Transcribe exactly the span of lines that begins the records and ends with the line holding "and validated configuration", both boundary lines included.

Given data:
::::::::::

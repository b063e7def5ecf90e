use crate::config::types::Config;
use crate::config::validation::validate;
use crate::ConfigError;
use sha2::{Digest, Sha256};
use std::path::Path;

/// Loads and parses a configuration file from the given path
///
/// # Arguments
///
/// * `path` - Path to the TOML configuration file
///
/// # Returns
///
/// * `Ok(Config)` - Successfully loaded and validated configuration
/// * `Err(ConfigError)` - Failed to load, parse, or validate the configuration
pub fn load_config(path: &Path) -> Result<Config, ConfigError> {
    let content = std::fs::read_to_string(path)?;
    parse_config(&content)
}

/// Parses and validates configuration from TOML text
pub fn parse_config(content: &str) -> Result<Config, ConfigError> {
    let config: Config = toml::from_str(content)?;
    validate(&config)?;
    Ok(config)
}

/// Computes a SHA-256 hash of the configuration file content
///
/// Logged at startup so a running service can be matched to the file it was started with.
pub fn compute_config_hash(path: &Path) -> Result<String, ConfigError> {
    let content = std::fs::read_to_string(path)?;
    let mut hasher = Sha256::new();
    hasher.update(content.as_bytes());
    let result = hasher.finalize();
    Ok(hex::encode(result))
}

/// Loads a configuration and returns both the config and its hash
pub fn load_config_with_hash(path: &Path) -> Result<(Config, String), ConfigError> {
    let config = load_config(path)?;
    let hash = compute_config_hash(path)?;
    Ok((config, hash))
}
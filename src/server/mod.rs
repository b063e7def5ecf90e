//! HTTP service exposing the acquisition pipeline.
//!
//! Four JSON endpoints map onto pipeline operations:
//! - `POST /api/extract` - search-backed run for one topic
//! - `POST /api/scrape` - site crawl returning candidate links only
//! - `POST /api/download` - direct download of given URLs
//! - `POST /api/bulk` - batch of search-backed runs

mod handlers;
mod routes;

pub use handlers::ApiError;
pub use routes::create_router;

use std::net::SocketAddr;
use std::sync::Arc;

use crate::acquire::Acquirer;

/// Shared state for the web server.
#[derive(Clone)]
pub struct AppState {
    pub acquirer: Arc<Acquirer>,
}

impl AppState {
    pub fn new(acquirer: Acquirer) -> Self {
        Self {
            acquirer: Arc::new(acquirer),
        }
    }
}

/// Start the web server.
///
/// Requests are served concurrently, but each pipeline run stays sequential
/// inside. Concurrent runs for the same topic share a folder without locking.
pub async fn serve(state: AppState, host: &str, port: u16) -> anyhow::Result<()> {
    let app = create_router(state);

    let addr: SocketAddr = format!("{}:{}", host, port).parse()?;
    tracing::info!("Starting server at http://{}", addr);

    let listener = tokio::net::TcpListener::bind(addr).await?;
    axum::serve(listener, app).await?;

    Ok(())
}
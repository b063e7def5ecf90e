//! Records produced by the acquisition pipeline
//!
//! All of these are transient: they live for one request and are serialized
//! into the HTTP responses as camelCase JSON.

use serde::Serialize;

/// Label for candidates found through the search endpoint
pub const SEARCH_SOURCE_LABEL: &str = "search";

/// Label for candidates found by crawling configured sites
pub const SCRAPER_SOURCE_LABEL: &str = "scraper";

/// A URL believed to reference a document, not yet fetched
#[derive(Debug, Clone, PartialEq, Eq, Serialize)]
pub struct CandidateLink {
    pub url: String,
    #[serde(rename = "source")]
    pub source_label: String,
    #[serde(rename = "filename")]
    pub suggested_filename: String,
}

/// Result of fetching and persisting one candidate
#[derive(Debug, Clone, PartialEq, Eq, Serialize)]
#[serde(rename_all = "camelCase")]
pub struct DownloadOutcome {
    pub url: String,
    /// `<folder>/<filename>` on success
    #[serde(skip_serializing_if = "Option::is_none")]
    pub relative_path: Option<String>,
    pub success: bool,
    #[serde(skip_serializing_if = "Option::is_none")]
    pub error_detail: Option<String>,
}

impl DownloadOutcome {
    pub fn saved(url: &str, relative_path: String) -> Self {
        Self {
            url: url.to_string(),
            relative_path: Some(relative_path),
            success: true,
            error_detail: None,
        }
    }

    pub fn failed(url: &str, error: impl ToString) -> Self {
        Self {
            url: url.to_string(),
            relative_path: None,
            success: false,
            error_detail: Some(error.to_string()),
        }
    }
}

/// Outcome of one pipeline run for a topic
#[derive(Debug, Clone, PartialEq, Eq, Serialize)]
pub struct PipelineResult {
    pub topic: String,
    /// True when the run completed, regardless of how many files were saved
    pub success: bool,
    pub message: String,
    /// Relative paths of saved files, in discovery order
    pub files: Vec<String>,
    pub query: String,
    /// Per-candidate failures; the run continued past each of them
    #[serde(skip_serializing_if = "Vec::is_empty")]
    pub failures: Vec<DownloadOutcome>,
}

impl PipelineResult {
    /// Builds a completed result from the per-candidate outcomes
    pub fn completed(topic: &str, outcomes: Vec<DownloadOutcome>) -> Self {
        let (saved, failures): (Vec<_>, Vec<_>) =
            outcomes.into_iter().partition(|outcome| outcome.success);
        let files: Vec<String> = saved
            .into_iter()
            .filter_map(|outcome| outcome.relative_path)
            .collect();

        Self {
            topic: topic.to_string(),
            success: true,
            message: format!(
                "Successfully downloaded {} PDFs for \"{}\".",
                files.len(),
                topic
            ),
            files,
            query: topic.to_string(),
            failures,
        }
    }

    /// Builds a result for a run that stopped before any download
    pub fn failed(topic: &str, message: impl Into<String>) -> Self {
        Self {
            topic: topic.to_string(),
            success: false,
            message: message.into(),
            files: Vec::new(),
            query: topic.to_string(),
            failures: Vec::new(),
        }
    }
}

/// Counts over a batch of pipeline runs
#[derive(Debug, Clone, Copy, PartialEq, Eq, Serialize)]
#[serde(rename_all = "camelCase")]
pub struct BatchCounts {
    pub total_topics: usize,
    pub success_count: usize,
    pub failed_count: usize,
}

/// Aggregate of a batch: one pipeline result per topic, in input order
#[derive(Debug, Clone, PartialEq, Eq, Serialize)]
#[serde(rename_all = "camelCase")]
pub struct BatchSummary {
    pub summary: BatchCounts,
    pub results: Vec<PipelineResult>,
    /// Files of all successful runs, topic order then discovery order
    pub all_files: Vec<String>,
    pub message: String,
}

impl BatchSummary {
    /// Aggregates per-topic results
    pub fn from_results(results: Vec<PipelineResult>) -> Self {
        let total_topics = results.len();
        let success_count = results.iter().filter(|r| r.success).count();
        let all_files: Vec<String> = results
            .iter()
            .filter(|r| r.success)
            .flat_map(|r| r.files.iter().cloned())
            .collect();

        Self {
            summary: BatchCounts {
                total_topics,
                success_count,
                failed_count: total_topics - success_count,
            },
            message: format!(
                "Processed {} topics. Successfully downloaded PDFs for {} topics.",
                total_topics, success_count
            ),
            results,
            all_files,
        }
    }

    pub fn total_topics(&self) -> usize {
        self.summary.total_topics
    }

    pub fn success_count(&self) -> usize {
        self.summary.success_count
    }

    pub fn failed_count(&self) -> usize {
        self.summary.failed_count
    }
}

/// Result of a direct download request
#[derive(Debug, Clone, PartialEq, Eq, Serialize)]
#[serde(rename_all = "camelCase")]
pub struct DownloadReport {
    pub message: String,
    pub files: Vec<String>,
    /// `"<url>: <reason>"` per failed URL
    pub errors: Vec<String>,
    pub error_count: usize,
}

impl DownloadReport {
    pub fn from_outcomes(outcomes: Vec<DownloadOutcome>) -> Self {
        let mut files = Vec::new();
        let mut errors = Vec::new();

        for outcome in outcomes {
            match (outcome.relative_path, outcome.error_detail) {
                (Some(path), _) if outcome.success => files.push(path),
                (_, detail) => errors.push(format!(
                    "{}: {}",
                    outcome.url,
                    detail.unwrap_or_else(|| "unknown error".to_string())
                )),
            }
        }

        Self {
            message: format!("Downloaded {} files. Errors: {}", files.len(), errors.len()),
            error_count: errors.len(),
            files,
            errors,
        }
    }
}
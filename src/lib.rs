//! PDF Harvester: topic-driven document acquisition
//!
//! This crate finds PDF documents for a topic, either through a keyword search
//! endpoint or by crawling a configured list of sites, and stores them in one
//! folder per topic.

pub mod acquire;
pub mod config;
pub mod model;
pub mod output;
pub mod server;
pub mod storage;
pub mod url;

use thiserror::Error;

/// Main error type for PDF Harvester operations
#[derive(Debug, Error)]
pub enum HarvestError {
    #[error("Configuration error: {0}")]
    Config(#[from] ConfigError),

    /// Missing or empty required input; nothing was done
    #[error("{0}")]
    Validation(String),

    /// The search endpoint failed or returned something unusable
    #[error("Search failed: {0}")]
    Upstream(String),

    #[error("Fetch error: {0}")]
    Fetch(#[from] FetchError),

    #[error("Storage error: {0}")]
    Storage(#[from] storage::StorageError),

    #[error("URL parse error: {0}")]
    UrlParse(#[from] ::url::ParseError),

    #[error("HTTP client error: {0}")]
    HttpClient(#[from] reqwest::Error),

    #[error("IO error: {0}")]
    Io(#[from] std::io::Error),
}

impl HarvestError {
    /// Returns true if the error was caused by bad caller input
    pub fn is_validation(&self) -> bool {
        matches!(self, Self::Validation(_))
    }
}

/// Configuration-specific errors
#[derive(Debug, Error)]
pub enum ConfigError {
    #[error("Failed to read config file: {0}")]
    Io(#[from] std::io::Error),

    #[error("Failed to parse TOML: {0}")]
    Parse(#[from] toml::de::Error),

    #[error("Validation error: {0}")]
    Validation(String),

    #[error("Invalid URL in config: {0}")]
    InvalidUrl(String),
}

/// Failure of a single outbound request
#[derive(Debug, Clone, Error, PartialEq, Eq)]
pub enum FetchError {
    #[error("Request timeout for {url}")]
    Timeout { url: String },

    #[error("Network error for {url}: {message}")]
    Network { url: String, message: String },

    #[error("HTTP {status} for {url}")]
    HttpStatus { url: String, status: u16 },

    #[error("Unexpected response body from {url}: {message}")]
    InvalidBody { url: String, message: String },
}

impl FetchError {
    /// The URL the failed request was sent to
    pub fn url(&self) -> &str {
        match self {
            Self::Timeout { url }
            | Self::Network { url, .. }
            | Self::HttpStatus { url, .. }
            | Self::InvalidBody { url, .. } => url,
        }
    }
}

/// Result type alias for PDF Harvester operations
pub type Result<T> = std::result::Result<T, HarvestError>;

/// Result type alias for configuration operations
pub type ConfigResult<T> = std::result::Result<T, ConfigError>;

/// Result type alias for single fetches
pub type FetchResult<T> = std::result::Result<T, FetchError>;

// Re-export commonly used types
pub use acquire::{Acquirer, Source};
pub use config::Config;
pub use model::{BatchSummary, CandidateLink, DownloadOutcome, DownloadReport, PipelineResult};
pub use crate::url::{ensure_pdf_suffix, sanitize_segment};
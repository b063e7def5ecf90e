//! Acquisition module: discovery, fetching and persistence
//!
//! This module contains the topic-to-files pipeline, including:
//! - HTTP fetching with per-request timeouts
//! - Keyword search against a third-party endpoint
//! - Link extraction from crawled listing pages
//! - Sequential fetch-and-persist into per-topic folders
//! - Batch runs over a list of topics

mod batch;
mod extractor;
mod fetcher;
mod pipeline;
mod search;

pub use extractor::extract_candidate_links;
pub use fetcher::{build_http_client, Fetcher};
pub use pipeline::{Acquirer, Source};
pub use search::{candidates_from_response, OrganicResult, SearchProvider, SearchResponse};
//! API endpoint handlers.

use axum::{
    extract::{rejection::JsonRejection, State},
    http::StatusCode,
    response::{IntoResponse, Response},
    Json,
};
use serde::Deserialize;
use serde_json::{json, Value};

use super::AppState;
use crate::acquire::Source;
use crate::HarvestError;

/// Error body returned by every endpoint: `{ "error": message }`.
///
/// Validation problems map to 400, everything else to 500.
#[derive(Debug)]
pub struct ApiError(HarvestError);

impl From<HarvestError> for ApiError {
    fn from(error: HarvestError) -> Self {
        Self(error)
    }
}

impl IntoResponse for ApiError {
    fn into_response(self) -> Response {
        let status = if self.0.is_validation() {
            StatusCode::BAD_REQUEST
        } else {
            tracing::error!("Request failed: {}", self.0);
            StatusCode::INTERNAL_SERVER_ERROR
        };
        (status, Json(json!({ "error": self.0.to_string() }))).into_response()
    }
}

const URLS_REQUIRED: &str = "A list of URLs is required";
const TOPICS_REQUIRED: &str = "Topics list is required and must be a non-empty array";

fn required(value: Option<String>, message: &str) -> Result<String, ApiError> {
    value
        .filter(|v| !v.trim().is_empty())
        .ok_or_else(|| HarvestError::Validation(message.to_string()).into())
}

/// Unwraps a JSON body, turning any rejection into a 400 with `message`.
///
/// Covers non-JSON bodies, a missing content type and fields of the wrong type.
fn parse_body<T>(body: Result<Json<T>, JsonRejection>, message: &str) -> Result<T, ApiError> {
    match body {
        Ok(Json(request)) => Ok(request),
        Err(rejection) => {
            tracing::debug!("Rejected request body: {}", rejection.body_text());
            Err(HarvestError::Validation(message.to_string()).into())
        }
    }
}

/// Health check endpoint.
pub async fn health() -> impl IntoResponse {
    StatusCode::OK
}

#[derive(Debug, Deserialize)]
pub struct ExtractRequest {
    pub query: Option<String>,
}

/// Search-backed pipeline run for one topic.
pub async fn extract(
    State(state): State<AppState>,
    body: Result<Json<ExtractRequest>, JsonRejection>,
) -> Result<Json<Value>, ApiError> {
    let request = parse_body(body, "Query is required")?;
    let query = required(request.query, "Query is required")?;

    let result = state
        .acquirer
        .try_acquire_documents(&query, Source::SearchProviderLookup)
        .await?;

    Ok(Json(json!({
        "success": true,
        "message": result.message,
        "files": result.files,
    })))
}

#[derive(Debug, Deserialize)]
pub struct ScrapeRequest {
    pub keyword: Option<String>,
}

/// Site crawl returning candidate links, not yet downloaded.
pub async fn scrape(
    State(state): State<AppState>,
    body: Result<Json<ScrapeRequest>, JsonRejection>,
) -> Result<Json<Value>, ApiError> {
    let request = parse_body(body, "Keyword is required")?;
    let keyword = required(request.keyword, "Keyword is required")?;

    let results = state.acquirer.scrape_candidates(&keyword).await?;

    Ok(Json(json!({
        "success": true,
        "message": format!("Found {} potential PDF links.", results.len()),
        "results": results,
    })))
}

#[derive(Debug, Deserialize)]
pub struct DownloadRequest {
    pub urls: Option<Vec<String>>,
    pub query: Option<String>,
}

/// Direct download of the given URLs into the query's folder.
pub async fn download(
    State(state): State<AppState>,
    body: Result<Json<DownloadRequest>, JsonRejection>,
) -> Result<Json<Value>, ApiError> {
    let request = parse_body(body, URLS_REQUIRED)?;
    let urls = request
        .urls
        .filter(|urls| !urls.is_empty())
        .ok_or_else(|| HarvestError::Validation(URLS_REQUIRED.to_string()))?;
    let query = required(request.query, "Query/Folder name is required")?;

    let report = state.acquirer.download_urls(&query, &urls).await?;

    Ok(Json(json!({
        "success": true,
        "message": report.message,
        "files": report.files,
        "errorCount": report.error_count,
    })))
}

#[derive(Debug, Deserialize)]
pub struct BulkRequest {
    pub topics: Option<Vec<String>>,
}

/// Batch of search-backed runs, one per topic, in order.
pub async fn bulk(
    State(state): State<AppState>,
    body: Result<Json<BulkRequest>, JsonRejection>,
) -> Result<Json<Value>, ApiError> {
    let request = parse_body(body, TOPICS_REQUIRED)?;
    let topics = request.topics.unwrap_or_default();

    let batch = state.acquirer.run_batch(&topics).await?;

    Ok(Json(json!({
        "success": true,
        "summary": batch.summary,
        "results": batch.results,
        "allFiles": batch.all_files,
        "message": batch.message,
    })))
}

::::::::::

Task answer:
repository b063e7def5ecf90e
use crate::config::types::Config;
use crate::config::validation::validate;
use crate::ConfigError;
use sha2::{Digest, Sha256};
use std::path::Path;

/// Loads and parses a configuration file from the given path
///
/// # Arguments
///
/// * `path` - Path to the TOML configuration file
///
/// # Returns
///
/// * `Ok(Config)` - Successfully loaded and validated configuration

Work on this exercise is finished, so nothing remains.